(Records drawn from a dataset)
+-------+

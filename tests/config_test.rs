//! Integration tests for Settings layered loading.
//!
//! These tests pass explicit global paths inside temp directories, so the
//! user's real global config never leaks in.

use std::fs;

use tempfile::TempDir;

use cursorkit::application::ApplicationError;
use cursorkit::config::Settings;
use cursorkit::Storage;

// ============================================================
// Layer precedence
// ============================================================

#[test]
fn given_global_config_when_load_then_overrides_defaults() {
    let dir = TempDir::new().unwrap();
    let global = dir.path().join("cursorkit.toml");
    fs::write(&global, "array_capacity = 8\nstorage = \"list\"\n").unwrap();

    let settings = Settings::load_layers(Some(&global), None).expect("load settings");

    assert_eq!(settings.array_capacity, 8);
    assert_eq!(settings.storage, Storage::List);
    assert_eq!(settings.min_price, 200.0, "unspecified values keep defaults");
}

#[test]
fn given_global_and_file_when_load_then_file_wins() {
    let dir = TempDir::new().unwrap();
    let global = dir.path().join("cursorkit.toml");
    let local = dir.path().join("local.toml");
    fs::write(&global, "array_capacity = 8\nmin_price = 10.0\n").unwrap();
    fs::write(&local, "min_price = 99.5\nlog_prefix = \"seen\"\n").unwrap();

    let settings = Settings::load_layers(Some(&global), Some(&local)).expect("load settings");

    assert_eq!(settings.array_capacity, 8, "global value survives");
    assert_eq!(settings.min_price, 99.5, "file overrides global");
    assert_eq!(settings.log_prefix, "seen");
}

#[test]
fn given_missing_global_when_load_then_defaults() {
    let dir = TempDir::new().unwrap();
    let global = dir.path().join("absent.toml");

    let settings = Settings::load_layers(Some(&global), None).expect("load settings");

    assert_eq!(settings, Settings::default());
}

// ============================================================
// Failures
// ============================================================

#[test]
fn given_missing_explicit_file_when_load_then_config_error() {
    let dir = TempDir::new().unwrap();
    let local = dir.path().join("absent.toml");

    let result = Settings::load_layers(None, Some(&local));

    assert!(matches!(result, Err(ApplicationError::Config { .. })));
}

#[test]
fn given_malformed_toml_when_load_then_config_error() {
    let dir = TempDir::new().unwrap();
    let local = dir.path().join("bad.toml");
    fs::write(&local, "array_capacity = \"many\"\n").unwrap();

    let result = Settings::load_layers(None, Some(&local));

    assert!(matches!(result, Err(ApplicationError::Config { .. })));
}

#[test]
fn given_zero_capacity_when_load_then_rejected() {
    let dir = TempDir::new().unwrap();
    let local = dir.path().join("zero.toml");
    fs::write(&local, "array_capacity = 0\n").unwrap();

    let result = Settings::load_layers(None, Some(&local));

    assert!(matches!(result, Err(ApplicationError::Config { .. })));
}

#[test]
fn given_template_when_parsed_then_yields_defaults() {
    let dir = TempDir::new().unwrap();
    let local = dir.path().join("template.toml");
    fs::write(&local, Settings::template()).unwrap();

    let settings = Settings::load_layers(None, Some(&local)).expect("template parses");

    assert_eq!(settings, Settings::default());
}
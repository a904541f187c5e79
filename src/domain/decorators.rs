//! Cursor decorators: logging, price filtering and step counting.
//!
//! Each decorator owns exactly one inner cursor and implements [`Cursor`]
//! itself, so decorators nest freely. Dropping the outermost one drops the
//! whole chain; elements stay with their container.

use std::cell::{Cell, RefCell};
use std::collections::VecDeque;
use std::fmt;
use std::rc::Rc;

use tracing::{info, trace};

use crate::domain::cursor::Cursor;
use crate::domain::element::Element;

/// Prefix used by [`LoggingCursor::new`].
pub const DEFAULT_LOG_PREFIX: &str = "[LOG] access:";

/// Shared record of logged element accesses.
///
/// Clones share the same storage, so a caller can keep a handle after the
/// logging cursor has been boxed or moved into a chain.
///
/// Every `current()` read appends one line, including reads a filter makes
/// while skipping rejects, so an unbounded journal grows with the traversal
/// until drained with [`Journal::take`]. Long-lived chains should use
/// [`Journal::bounded`], which keeps only the most recent lines.
#[derive(Debug, Clone, Default)]
pub struct Journal {
    lines: Rc<RefCell<VecDeque<String>>>,
    limit: Option<usize>,
}

impl Journal {
    /// Journal that retains at most `limit` lines, dropping the oldest first.
    pub fn bounded(limit: usize) -> Self {
        Self {
            lines: Rc::default(),
            limit: Some(limit),
        }
    }

    pub fn limit(&self) -> Option<usize> {
        self.limit
    }

    fn push(&self, line: String) {
        let mut lines = self.lines.borrow_mut();
        if let Some(limit) = self.limit {
            if limit == 0 {
                return;
            }
            while lines.len() >= limit {
                lines.pop_front();
            }
        }
        lines.push_back(line);
    }

    pub fn entries(&self) -> Vec<String> {
        self.lines.borrow().iter().cloned().collect()
    }

    /// Remove and return everything recorded so far.
    pub fn take(&self) -> Vec<String> {
        Vec::from(std::mem::take(&mut *self.lines.borrow_mut()))
    }

    pub fn len(&self) -> usize {
        self.lines.borrow().len()
    }

    pub fn is_empty(&self) -> bool {
        self.lines.borrow().is_empty()
    }
}

/// Records every element read through [`Cursor::current`].
///
/// Traversal itself is untouched: same length, same order, same values.
#[derive(Debug)]
pub struct LoggingCursor<C> {
    inner: C,
    prefix: String,
    journal: Journal,
}

impl<C> LoggingCursor<C> {
    pub fn new(inner: C) -> Self {
        Self::with_prefix(inner, DEFAULT_LOG_PREFIX)
    }

    pub fn with_prefix(inner: C, prefix: impl Into<String>) -> Self {
        Self::with_journal(inner, prefix, Journal::default())
    }

    /// Log into an existing journal, e.g. a [`Journal::bounded`] one.
    pub fn with_journal(inner: C, prefix: impl Into<String>, journal: Journal) -> Self {
        Self {
            inner,
            prefix: prefix.into(),
            journal,
        }
    }

    pub fn journal(&self) -> Journal {
        self.journal.clone()
    }

    pub fn into_inner(self) -> C {
        self.inner
    }
}

impl<'a, C> Cursor<'a> for LoggingCursor<C>
where
    C: Cursor<'a>,
    C::Item: fmt::Display,
{
    type Item = C::Item;

    fn first(&mut self) {
        self.inner.first()
    }

    fn next(&mut self) {
        self.inner.next()
    }

    fn is_done(&self) -> bool {
        self.inner.is_done()
    }

    fn current(&self) -> &'a Self::Item {
        let current = self.inner.current();
        let line = format!("{} {}", self.prefix, current);
        info!(target: "cursorkit::access", "{}", line);
        self.journal.push(line);
        current
    }
}

/// Hides every element priced below a minimum.
///
/// Invariant: whenever the cursor is not done, the current element satisfies
/// `price() >= min_price`. It is re-established on construction and after
/// every `first()` and `next()` by advancing the inner cursor past rejects.
#[derive(Debug)]
pub struct FilterCursor<C> {
    inner: C,
    min_price: f64,
}

impl<'a, C> FilterCursor<C>
where
    C: Cursor<'a>,
    C::Item: Element,
{
    pub fn new(inner: C, min_price: f64) -> Self {
        let mut cursor = Self { inner, min_price };
        cursor.skip_rejected();
        cursor
    }

    fn skip_rejected(&mut self) {
        while !self.inner.is_done() && self.inner.current().price() < self.min_price {
            trace!(min_price = self.min_price, "skipping element below threshold");
            self.inner.next();
        }
    }
}

impl<C> FilterCursor<C> {
    pub fn min_price(&self) -> f64 {
        self.min_price
    }

    pub fn into_inner(self) -> C {
        self.inner
    }
}

impl<'a, C> Cursor<'a> for FilterCursor<C>
where
    C: Cursor<'a>,
    C::Item: Element,
{
    type Item = C::Item;

    fn first(&mut self) {
        self.inner.first();
        self.skip_rejected();
    }

    fn next(&mut self) {
        self.inner.next();
        self.skip_rejected();
    }

    fn is_done(&self) -> bool {
        self.inner.is_done()
    }

    fn current(&self) -> &'a Self::Item {
        self.inner.current()
    }
}

/// Read handle on a [`CountingCursor`]'s step count.
#[derive(Debug, Clone, Default)]
pub struct StepCount(Rc<Cell<usize>>);

impl StepCount {
    pub fn get(&self) -> usize {
        self.0.get()
    }

    fn set(&self, value: usize) {
        self.0.set(value)
    }
}

/// Counts how many elements were advanced past since the last `first()`.
///
/// Advancing an already exhausted inner cursor does not count.
#[derive(Debug)]
pub struct CountingCursor<C> {
    inner: C,
    steps: StepCount,
}

impl<C> CountingCursor<C> {
    pub fn new(inner: C) -> Self {
        Self {
            inner,
            steps: StepCount::default(),
        }
    }

    pub fn count(&self) -> usize {
        self.steps.get()
    }

    /// Handle that keeps reporting the count after the cursor is moved away.
    pub fn steps(&self) -> StepCount {
        self.steps.clone()
    }

    pub fn into_inner(self) -> C {
        self.inner
    }
}

impl<'a, C: Cursor<'a>> Cursor<'a> for CountingCursor<C> {
    type Item = C::Item;

    fn first(&mut self) {
        self.inner.first();
        self.steps.set(0);
    }

    fn next(&mut self) {
        if self.inner.is_done() {
            return;
        }
        self.inner.next();
        self.steps.set(self.steps.get() + 1);
    }

    fn is_done(&self) -> bool {
        self.inner.is_done()
    }

    fn current(&self) -> &'a Self::Item {
        self.inner.current()
    }
}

+-------+

Problem to work on:
From the line that has "fn skip_rejected(&mut self)" through the line that has "is moved away.", copy every line exactly as it appears above, and leave out all others.

Result of the task:
    fn skip_rejected(&mut self) {
        while !self.inner.is_done() && self.inner.current().price() < self.min_price {
            trace!(min_price = self.min_price, "skipping element below threshold");
            self.inner.next();
        }
    }
}

impl<C> FilterCursor<C> {
    pub fn min_price(&self) -> f64 {
        self.min_price
    }

    pub fn into_inner(self) -> C {
        self.inner
    }
}

impl<'a, C> Cursor<'a> for FilterCursor<C>
where
    C: Cursor<'a>,
    C::Item: Element,
{
    type Item = C::Item;

    fn first(&mut self) {
        self.inner.first();
        self.skip_rejected();
    }

    fn next(&mut self) {
        self.inner.next();
        self.skip_rejected();
    }

    fn is_done(&self) -> bool {
        self.inner.is_done()
    }

    fn current(&self) -> &'a Self::Item {
        self.inner.current()
    }
}

/// Read handle on a [`CountingCursor`]'s step count.
#[derive(Debug, Clone, Default)]
pub struct StepCount(Rc<Cell<usize>>);

impl StepCount {
    pub fn get(&self) -> usize {
        self.0.get()
    }

    fn set(&self, value: usize) {
        self.0.set(value)
    }
}

/// Counts how many elements were advanced past since the last `first()`.
///
/// Advancing an already exhausted inner cursor does not count.
#[derive(Debug)]
pub struct CountingCursor<C> {
    inner: C,
    steps: StepCount,
}

impl<C> CountingCursor<C> {
    pub fn new(inner: C) -> Self {
        Self {
            inner,
            steps: StepCount::default(),
        }
    }

    pub fn count(&self) -> usize {
        self.steps.get()
    }

    /// Handle that keeps reporting the count after the cursor is moved away.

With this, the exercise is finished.